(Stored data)
★ ★ ★ ★ ★ ★ ★

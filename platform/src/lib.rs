//! The chat-platform collaborator, specified only at its interface.
//!
//! The verification engine never talks to a chat service directly. It asks a
//! [`Platform`] to look members up, toggle the unverified marker, deliver
//! structured [`Notice`]s, and post review cases to moderators. Rendering
//! notices into prose is the implementation's job.

pub mod error;
pub mod notice;

pub use error::PlatformError;
pub use notice::{Notice, NotifyResult, ReviewPost};

use async_trait::async_trait;
use biogate_types::{MemberId, MemberInfo};

/// Capabilities the engine consumes from the chat platform.
#[async_trait]
pub trait Platform: Send + Sync {
    /// Current membership snapshot for `member`, or `None` if they are not in
    /// the community (never joined or already left).
    async fn member(&self, member: &MemberId) -> Option<MemberInfo>;

    /// Put the unverified marker on a member.
    async fn add_unverified_marker(&self, member: &MemberId) -> Result<(), PlatformError>;

    /// Remove the unverified marker, which grants full access.
    async fn remove_unverified_marker(&self, member: &MemberId) -> Result<(), PlatformError>;

    /// Deliver a direct notice to a member. Fire-and-forget from the
    /// engine's point of view: a failure is reported, never raised.
    async fn notify(&self, member: &MemberId, notice: Notice) -> NotifyResult;

    /// Post an escalated case to the moderators' review channel.
    async fn post_review(&self, post: ReviewPost) -> NotifyResult;
}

★ ★ ★ ★ ★ ★ ★

Required work
Please go over the data above and copy each line with "PlatformError" in it.

Result
pub use error::PlatformError;
    async fn add_unverified_marker(&self, member: &MemberId) -> Result<(), PlatformError>;
    async fn remove_unverified_marker(&self, member: &MemberId) -> Result<(), PlatformError>;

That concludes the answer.